**PROMPT**
Each line of the records containing "your" is to be copied out and returned.

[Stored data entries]
====
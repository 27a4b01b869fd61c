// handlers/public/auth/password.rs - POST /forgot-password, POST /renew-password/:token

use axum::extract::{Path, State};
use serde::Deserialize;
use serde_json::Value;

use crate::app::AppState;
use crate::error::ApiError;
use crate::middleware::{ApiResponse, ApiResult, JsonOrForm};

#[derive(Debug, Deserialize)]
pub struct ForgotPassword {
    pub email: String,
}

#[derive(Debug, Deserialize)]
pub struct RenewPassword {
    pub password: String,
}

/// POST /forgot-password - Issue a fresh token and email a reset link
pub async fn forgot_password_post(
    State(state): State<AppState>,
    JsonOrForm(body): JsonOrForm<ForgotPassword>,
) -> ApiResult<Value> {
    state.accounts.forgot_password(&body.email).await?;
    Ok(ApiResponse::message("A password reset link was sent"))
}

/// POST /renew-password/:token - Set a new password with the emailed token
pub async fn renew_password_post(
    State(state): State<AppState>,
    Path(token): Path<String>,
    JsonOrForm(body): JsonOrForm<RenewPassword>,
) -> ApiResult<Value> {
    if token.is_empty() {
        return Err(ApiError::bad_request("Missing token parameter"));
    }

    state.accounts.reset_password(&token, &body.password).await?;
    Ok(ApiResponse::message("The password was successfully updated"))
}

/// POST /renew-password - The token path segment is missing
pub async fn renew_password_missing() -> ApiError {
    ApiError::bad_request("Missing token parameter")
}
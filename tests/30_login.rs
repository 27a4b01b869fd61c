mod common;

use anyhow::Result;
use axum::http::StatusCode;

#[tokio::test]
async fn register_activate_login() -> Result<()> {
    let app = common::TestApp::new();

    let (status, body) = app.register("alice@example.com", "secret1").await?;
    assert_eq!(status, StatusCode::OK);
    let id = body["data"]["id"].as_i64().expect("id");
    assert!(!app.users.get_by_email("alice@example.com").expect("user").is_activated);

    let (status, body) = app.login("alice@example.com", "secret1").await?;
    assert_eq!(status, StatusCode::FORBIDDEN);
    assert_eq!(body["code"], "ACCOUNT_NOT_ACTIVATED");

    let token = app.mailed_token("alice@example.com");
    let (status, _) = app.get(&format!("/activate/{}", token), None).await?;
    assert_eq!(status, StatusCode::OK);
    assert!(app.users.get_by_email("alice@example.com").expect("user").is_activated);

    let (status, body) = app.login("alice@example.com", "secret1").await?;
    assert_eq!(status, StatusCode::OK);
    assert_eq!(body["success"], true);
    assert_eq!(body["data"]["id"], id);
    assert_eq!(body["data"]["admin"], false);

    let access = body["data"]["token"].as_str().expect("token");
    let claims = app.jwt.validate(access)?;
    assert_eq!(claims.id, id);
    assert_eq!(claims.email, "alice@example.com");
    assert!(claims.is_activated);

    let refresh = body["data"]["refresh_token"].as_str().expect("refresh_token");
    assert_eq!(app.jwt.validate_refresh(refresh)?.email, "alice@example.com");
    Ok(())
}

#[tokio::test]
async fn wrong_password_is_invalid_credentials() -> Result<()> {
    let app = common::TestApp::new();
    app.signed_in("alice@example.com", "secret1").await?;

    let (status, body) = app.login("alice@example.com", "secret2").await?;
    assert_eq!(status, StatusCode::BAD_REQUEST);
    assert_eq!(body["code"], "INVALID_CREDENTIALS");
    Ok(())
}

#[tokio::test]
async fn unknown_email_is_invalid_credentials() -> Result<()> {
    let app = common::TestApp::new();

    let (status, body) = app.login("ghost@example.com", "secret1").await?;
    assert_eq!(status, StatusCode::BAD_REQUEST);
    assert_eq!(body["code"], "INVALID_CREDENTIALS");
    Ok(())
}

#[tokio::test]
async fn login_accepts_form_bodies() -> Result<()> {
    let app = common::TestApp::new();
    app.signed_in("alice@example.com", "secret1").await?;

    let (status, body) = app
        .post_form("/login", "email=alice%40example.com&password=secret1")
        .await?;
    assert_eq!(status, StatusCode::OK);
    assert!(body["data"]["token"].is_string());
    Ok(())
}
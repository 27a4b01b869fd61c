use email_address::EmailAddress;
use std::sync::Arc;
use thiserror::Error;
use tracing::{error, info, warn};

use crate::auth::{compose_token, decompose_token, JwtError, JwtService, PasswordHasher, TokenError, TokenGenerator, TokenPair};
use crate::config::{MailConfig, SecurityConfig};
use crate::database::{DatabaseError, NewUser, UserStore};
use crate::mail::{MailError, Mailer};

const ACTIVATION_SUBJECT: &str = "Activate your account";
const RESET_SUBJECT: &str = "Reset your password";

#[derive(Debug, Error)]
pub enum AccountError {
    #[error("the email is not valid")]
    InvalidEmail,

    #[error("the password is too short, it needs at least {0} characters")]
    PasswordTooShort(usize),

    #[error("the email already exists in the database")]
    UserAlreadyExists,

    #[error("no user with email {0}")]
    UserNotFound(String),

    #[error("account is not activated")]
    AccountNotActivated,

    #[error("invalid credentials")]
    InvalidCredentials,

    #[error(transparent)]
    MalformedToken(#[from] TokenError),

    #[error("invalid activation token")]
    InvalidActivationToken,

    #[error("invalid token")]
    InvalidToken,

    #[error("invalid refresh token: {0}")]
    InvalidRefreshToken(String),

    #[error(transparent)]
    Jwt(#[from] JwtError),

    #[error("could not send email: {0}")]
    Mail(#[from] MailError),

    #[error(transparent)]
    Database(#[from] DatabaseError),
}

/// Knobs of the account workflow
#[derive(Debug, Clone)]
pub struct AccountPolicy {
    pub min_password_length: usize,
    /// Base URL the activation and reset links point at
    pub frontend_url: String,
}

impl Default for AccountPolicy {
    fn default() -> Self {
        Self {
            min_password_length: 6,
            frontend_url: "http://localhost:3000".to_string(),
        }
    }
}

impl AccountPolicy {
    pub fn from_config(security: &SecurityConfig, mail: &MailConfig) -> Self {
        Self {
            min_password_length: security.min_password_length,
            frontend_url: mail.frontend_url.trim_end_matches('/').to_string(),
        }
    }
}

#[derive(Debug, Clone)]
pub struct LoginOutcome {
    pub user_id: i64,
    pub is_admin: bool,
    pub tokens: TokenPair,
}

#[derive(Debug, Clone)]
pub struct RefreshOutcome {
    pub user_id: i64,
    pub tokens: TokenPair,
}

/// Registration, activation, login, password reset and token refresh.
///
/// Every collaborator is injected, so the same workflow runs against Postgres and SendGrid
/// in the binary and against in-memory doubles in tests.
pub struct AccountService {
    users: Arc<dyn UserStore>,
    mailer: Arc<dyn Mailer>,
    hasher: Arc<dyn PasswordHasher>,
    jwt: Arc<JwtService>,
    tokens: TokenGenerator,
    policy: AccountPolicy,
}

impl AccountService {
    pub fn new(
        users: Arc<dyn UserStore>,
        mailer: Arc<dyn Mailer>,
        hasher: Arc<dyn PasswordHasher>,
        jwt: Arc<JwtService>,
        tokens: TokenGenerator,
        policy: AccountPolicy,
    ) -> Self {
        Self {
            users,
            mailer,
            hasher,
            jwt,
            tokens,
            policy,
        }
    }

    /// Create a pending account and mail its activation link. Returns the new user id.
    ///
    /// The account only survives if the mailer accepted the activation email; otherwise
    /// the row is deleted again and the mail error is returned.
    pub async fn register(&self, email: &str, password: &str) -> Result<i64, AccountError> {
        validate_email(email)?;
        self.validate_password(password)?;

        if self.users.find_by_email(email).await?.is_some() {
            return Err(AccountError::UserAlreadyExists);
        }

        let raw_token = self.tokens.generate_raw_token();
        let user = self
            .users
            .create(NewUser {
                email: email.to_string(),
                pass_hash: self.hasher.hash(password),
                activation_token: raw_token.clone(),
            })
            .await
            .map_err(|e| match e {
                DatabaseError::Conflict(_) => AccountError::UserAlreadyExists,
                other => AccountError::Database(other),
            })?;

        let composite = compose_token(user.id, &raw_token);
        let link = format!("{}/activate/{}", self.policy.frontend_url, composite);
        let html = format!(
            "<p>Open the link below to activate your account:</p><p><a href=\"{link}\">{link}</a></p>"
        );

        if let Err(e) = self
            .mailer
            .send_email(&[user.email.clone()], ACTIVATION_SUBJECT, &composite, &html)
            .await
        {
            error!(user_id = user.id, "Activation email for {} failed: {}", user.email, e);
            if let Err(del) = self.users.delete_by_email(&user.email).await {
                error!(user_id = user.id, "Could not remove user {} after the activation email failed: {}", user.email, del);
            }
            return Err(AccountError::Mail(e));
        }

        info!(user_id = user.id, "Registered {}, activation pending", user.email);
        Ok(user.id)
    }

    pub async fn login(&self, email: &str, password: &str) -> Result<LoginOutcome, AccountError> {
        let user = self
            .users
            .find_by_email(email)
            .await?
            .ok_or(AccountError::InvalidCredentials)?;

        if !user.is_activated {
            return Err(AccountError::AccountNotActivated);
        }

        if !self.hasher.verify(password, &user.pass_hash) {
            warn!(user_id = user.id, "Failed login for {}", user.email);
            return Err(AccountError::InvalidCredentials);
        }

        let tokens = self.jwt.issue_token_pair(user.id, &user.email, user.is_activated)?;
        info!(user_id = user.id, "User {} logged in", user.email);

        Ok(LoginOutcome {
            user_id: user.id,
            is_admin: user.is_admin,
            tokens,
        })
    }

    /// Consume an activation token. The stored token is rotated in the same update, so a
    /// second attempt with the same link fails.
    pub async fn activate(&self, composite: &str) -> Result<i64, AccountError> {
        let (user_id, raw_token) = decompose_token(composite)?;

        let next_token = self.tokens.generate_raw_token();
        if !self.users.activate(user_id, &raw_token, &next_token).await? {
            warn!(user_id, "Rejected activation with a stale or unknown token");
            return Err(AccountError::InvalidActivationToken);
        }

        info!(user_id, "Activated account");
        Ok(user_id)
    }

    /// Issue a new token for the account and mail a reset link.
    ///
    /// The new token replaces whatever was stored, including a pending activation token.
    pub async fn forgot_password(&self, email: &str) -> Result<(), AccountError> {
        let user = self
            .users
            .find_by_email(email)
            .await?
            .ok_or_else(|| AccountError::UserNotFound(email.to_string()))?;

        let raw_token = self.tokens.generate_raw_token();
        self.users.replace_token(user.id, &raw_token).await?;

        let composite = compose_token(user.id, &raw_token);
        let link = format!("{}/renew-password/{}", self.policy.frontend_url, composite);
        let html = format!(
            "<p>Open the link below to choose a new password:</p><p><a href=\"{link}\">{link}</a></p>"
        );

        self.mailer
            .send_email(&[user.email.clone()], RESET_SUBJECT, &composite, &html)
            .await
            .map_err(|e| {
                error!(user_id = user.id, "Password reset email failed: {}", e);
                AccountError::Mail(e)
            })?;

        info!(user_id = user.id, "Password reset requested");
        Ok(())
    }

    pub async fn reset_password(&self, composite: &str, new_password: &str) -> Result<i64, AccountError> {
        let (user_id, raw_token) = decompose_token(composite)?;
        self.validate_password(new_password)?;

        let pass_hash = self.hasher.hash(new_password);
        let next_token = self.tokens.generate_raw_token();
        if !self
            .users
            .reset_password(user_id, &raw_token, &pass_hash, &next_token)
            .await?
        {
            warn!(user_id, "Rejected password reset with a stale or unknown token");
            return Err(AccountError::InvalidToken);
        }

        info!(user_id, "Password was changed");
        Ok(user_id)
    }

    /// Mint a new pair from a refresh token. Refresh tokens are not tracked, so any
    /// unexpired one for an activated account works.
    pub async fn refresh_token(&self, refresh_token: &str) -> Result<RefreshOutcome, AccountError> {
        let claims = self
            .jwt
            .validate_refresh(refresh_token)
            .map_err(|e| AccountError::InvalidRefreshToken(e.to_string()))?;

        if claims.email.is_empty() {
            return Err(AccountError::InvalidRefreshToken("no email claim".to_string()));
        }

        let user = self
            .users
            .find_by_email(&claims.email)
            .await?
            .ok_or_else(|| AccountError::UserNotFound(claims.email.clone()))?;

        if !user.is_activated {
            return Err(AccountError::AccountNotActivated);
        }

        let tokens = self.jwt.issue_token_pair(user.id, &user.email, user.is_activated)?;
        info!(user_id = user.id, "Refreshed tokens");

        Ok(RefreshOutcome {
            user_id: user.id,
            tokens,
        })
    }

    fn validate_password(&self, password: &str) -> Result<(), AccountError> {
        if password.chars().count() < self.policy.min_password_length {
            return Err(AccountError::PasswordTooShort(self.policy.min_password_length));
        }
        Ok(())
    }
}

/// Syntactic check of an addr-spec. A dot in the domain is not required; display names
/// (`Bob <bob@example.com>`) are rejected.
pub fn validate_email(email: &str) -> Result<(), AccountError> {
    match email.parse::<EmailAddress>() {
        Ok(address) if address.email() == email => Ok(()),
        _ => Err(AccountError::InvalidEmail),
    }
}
====
**EXERCISE ANSWER**
const ACTIVATION_SUBJECT: &str = "Activate your account";
const RESET_SUBJECT: &str = "Reset your password";
            "<p>Open the link below to activate your account:</p><p><a href=\"{link}\">{link}</a></p>"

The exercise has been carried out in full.